§ **Requirement**:
Return the lines of the data below in which the string "prompt" occurs.

§ **Exercise input**:
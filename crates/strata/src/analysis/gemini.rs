//! Google Gemini `generateContent` client.

use std::{env, time::Duration};

use log::{debug, trace};
use serde::Deserialize;
use serde_json::{Value, json};
use ureq::Agent;

use super::{AnalysisError, GenerativeModel};
use crate::config::AnalysisConfig;

const SYSTEM_INSTRUCTION: &str = "You are a world-class tax structuring expert specializing in Hong Kong and international tax law. You provide precise, professional, and actionable tax advice.";

/// A [`GenerativeModel`] calling the Gemini REST API with a JSON response
/// schema matching [`AnalysisReport`](super::AnalysisReport).
#[derive(Debug, Clone)]
pub struct GeminiClient {
    endpoint: String,
    model: String,
    api_key: String,
    agent: Agent,
}

#[derive(Debug, Deserialize)]
struct GenerateResponse {
    #[serde(default)]
    candidates: Vec<Candidate>,
}

#[derive(Debug, Deserialize)]
struct Candidate {
    content: Option<Content>,
}

#[derive(Debug, Deserialize)]
struct Content {
    #[serde(default)]
    parts: Vec<Part>,
}

#[derive(Debug, Deserialize)]
struct Part {
    text: Option<String>,
}

impl GeminiClient {
    pub fn new(
        endpoint: impl Into<String>,
        model: impl Into<String>,
        api_key: impl Into<String>,
        timeout: Duration,
    ) -> Self {
        let config = Agent::config_builder()
            .timeout_global(Some(timeout))
            .http_status_as_error(false)
            .build();
        Self {
            endpoint: endpoint.into().trim_end_matches('/').to_string(),
            model: model.into(),
            api_key: api_key.into(),
            agent: Agent::new_with_config(config),
        }
    }

    /// Builds a client from configuration, reading the API key from the
    /// configured environment variable.
    ///
    /// # Errors
    ///
    /// Returns [`AnalysisError::MissingApiKey`] when the variable is unset or
    /// empty.
    pub fn from_config(config: &AnalysisConfig) -> Result<Self, AnalysisError> {
        let api_key = env::var(config.api_key_env())
            .ok()
            .filter(|key| !key.trim().is_empty())
            .ok_or_else(|| AnalysisError::MissingApiKey(config.api_key_env().to_string()))?;

        Ok(Self::new(
            config.endpoint(),
            config.model(),
            api_key,
            config.timeout(),
        ))
    }

    fn url(&self) -> String {
        format!("{}/models/{}:generateContent", self.endpoint, self.model)
    }
}

impl GenerativeModel for GeminiClient {
    fn generate(&self, prompt: &str) -> Result<String, AnalysisError> {
        let url = self.url();
        debug!(url, model = self.model.as_str(); "Requesting analysis");

        let mut response = self
            .agent
            .post(&url)
            .header("x-goog-api-key", &self.api_key)
            .send_json(request_body(prompt))
            .map_err(|err| AnalysisError::Transport(Box::new(err)))?;

        let status = response.status();
        let body = response
            .body_mut()
            .read_to_string()
            .map_err(|err| AnalysisError::Transport(Box::new(err)))?;
        if !status.is_success() {
            return Err(AnalysisError::Status {
                status: status.as_u16(),
                body,
            });
        }
        trace!(body; "Analysis response");

        extract_text(&body)
    }
}

fn request_body(prompt: &str) -> Value {
    json!({
        "systemInstruction": { "parts": [{ "text": SYSTEM_INSTRUCTION }] },
        "contents": [{ "role": "user", "parts": [{ "text": prompt }] }],
        "generationConfig": {
            "responseMimeType": "application/json",
            "responseSchema": response_schema(),
        },
    })
}

fn response_schema() -> Value {
    let string_list = |description: &str| {
        json!({
            "type": "ARRAY",
            "items": { "type": "STRING" },
            "description": description,
        })
    };

    json!({
        "type": "OBJECT",
        "properties": {
            "investorConsiderations": string_list("Key considerations for investors in this structure."),
            "structureConsiderations": string_list("Technical tax considerations regarding the entities and their jurisdictions."),
            "downstreamImplications": string_list("Potential tax implications for distributions or exits."),
            "stepPlan": {
                "type": "ARRAY",
                "items": {
                    "type": "OBJECT",
                    "properties": {
                        "step": { "type": "NUMBER" },
                        "action": { "type": "STRING" },
                        "taxImpact": { "type": "STRING" },
                    },
                    "required": ["step", "action", "taxImpact"],
                },
                "description": "A step-by-step plan to implement this structure.",
            },
            "refinements": string_list("Suggested improvements based on HK tax rules."),
        },
        "required": [
            "investorConsiderations",
            "structureConsiderations",
            "downstreamImplications",
            "stepPlan",
            "refinements",
        ],
    })
}

/// Concatenates the text parts of the first candidate.
fn extract_text(body: &str) -> Result<String, AnalysisError> {
    let response: GenerateResponse =
        serde_json::from_str(body).map_err(AnalysisError::Parse)?;

    let text: String = response
        .candidates
        .into_iter()
        .next()
        .and_then(|candidate| candidate.content)
        .map(|content| content.parts.into_iter().filter_map(|part| part.text).collect())
        .unwrap_or_default();

    if text.trim().is_empty() {
        Err(AnalysisError::EmptyResponse)
    } else {
        Ok(text)
    }
}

§ **Solved exercise**:
    fn generate(&self, prompt: &str) -> Result<String, AnalysisError> {
            .send_json(request_body(prompt))
fn request_body(prompt: &str) -> Value {
        "contents": [{ "role": "user", "parts": [{ "text": prompt }] }],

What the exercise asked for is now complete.